An integrated subsurface approach to understand reservoir development of a unique Precambrian hydrocarbon system in the South Oman Salt Basin (SOSB) is presented here. New well data and recently re-processed PreSDM data were used to improve the basement fault and overburden tectonic models. Existing depositional models have been refined to identify reservoir fairways and aid in play segment risking.

The Precambrian Ara Formation comprises six (A1-A6C) carbonate-evaporite cycles, most of which are totally encased in salt. Hydrocarbons are produced from the overpressured to hydrostatically-pressured dolomite “stringer” intervals which define the focus of the study. Some of the complexities in predicting reservoir sweetspots for exploration of the Ara carbonate stringers are: 1) Slabs encased in salt can only be jump-correlated seismically to another slab hence palaogeographic reconstruction is hampered by salt halokinesis; 2) Primary reservoir quality is complicated by diagenesis and charge timing; 3) Post-charge reactivation of structures affects hydrocarbon column, -phase, and distribution of pressures.

Each stringer records a third-order sequence; Facies show substantial lateral continuity, within and between the slabs, and are dominated by thrombolitic build-ups, microbial laminites and carbonate calcarenites of the ensuing highstand phase. Subsequent lowstand evaporites are anhydrite and thick halite facies that onlap and overlap highstand reservoir carbonates indicating a tectonic control on sequence development.

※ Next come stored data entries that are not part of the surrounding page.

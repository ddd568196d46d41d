use async_trait::async_trait;
use std::sync::Arc;
use uuid::Uuid;

use super::ports::incoming::{
    CreateExperienceUseCase, DeleteExperienceUseCase, ExperienceError, ListExperiencesUseCase,
    UpdateExperienceUseCase,
};
use super::ports::outgoing::{
    ExperienceData, ExperienceRecord, ExperienceRepository, ExperienceRepositoryError,
};

pub struct ExperienceService {
    repository: Arc<dyn ExperienceRepository + Send + Sync>,
}

impl ExperienceService {
    pub fn new(repository: Arc<dyn ExperienceRepository + Send + Sync>) -> Self {
        Self { repository }
    }
}

fn map_err(e: ExperienceRepositoryError) -> ExperienceError {
    match e {
        ExperienceRepositoryError::NotFound => ExperienceError::NotFound,
        ExperienceRepositoryError::DatabaseError(msg) => ExperienceError::RepositoryError(msg),
    }
}

#[async_trait]
impl ListExperiencesUseCase for ExperienceService {
    async fn execute(&self) -> Result<Vec<ExperienceRecord>, ExperienceError> {
        self.repository.list_all().await.map_err(map_err)
    }
}

#[async_trait]
impl CreateExperienceUseCase for ExperienceService {
    async fn execute(
        &self,
        owner: Uuid,
        data: ExperienceData,
    ) -> Result<ExperienceRecord, ExperienceError> {
        let order_index = self.repository.count_for(owner).await.map_err(map_err)? as i32;
        self.repository
            .insert(owner, data, order_index)
            .await
            .map_err(map_err)
    }
}

#[async_trait]
impl UpdateExperienceUseCase for ExperienceService {
    async fn execute(
        &self,
        owner: Uuid,
        id: Uuid,
        data: ExperienceData,
    ) -> Result<ExperienceRecord, ExperienceError> {
        self.repository.update(owner, id, data).await.map_err(map_err)
    }
}

#[async_trait]
impl DeleteExperienceUseCase for ExperienceService {
    async fn execute(&self, owner: Uuid, id: Uuid) -> Result<(), ExperienceError> {
        self.repository.delete(owner, id).await.map_err(map_err)
    }
}

#[cfg(test)]
mod tests {
    use super::*;
    use chrono::Utc;
    use std::sync::Mutex;

    struct StubRepo {
        rows: Mutex<Vec<ExperienceRecord>>,
        fail: bool,
    }

    fn record(owner: Uuid, company: &str, order_index: i32) -> ExperienceRecord {
        ExperienceRecord {
            id: Uuid::new_v4(),
            user_id: owner,
            company: company.to_string(),
            position: "Engineer".to_string(),
            duration: "2022 - 2024".to_string(),
            location: None,
            description: "Shipped things".to_string(),
            technologies: vec![],
            experience_type: Some("work".to_string()),
            color: None,
            order_index,
            created_at: Utc::now(),
            updated_at: Utc::now(),
        }
    }

    fn data(company: &str) -> ExperienceData {
        ExperienceData {
            company: company.to_string(),
            position: "Engineer".to_string(),
            duration: "2024".to_string(),
            location: None,
            description: "Shipped more things".to_string(),
            technologies: vec!["Rust".to_string()],
            experience_type: None,
            color: None,
        }
    }

    #[async_trait]
    impl ExperienceRepository for StubRepo {
        async fn list_all(&self) -> Result<Vec<ExperienceRecord>, ExperienceRepositoryError> {
            if self.fail {
                return Err(ExperienceRepositoryError::DatabaseError("down".into()));
            }
            Ok(self.rows.lock().unwrap().clone())
        }

        async fn count_for(&self, owner: Uuid) -> Result<u64, ExperienceRepositoryError> {
            Ok(self
                .rows
                .lock()
                .unwrap()
                .iter()
                .filter(|r| r.user_id == owner)
                .count() as u64)
        }

        async fn insert(
            &self,
            owner: Uuid,
            data: ExperienceData,
            order_index: i32,
        ) -> Result<ExperienceRecord, ExperienceRepositoryError> {
            let mut rec = record(owner, &data.company, order_index);
            rec.technologies = data.technologies;
            self.rows.lock().unwrap().push(rec.clone());
            Ok(rec)
        }

        async fn update(
            &self,
            owner: Uuid,
            id: Uuid,
            data: ExperienceData,
        ) -> Result<ExperienceRecord, ExperienceRepositoryError> {
            let mut rows = self.rows.lock().unwrap();
            let row = rows
                .iter_mut()
                .find(|r| r.id == id && r.user_id == owner)
                .ok_or(ExperienceRepositoryError::NotFound)?;
            row.company = data.company;
            Ok(row.clone())
        }

        async fn delete(&self, owner: Uuid, id: Uuid) -> Result<(), ExperienceRepositoryError> {
            let mut rows = self.rows.lock().unwrap();
            let before = rows.len();
            rows.retain(|r| !(r.id == id && r.user_id == owner));
            if rows.len() == before {
                return Err(ExperienceRepositoryError::NotFound);
            }
            Ok(())
        }
    }

    #[tokio::test]
    async fn create_appends_after_existing_rows() {
        let owner = Uuid::new_v4();
        let service = ExperienceService::new(Arc::new(StubRepo {
            rows: Mutex::new(vec![record(owner, "Acme", 0)]),
            fail: false,
        }));

        let created = CreateExperienceUseCase::execute(&service, owner, data("Globex"))
            .await
            .unwrap();
        assert_eq!(created.order_index, 1);
    }

    #[tokio::test]
    async fn list_surfaces_repository_failure() {
        let service = ExperienceService::new(Arc::new(StubRepo {
            rows: Mutex::new(vec![]),
            fail: true,
        }));

        let err = ListExperiencesUseCase::execute(&service).await.unwrap_err();
        assert!(matches!(err, ExperienceError::RepositoryError(_)));
    }

    #[tokio::test]
    async fn delete_of_unknown_row_is_not_found() {
        let service = ExperienceService::new(Arc::new(StubRepo {
            rows: Mutex::new(vec![]),
            fail: false,
        }));

        let err = DeleteExperienceUseCase::execute(&service, Uuid::new_v4(), Uuid::new_v4())
            .await
            .unwrap_err();
        assert_eq!(err, ExperienceError::NotFound);
    }
}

Palaogeographic maps show that A1C and A2C stringers have facies distributions that differ between the Harweel and Birba areas due to the influence of antecedent topography, syndepositional salt withdrawal and basement-involved faulting. A major platform of A1C age is developed in the Birba area; this platform continued to aggrade along its edge during A2C times, forming a barrier shoal and development of isolated carbonates in restricted environments in the Birba area. In contrast, platforms and reservoirs of A2C age are best developed in the Harweel area. A3C platforms are developed atop A2C platforms. A4C reservoirs are restricted to the Birba area, where it was localized above the major platform that initiated during A1C time.
A refined risk assessment of the different stringer intervals in the SOSB could therefore be constructed in distinctive geographic areas, leading to improved ranking of future exploration targets.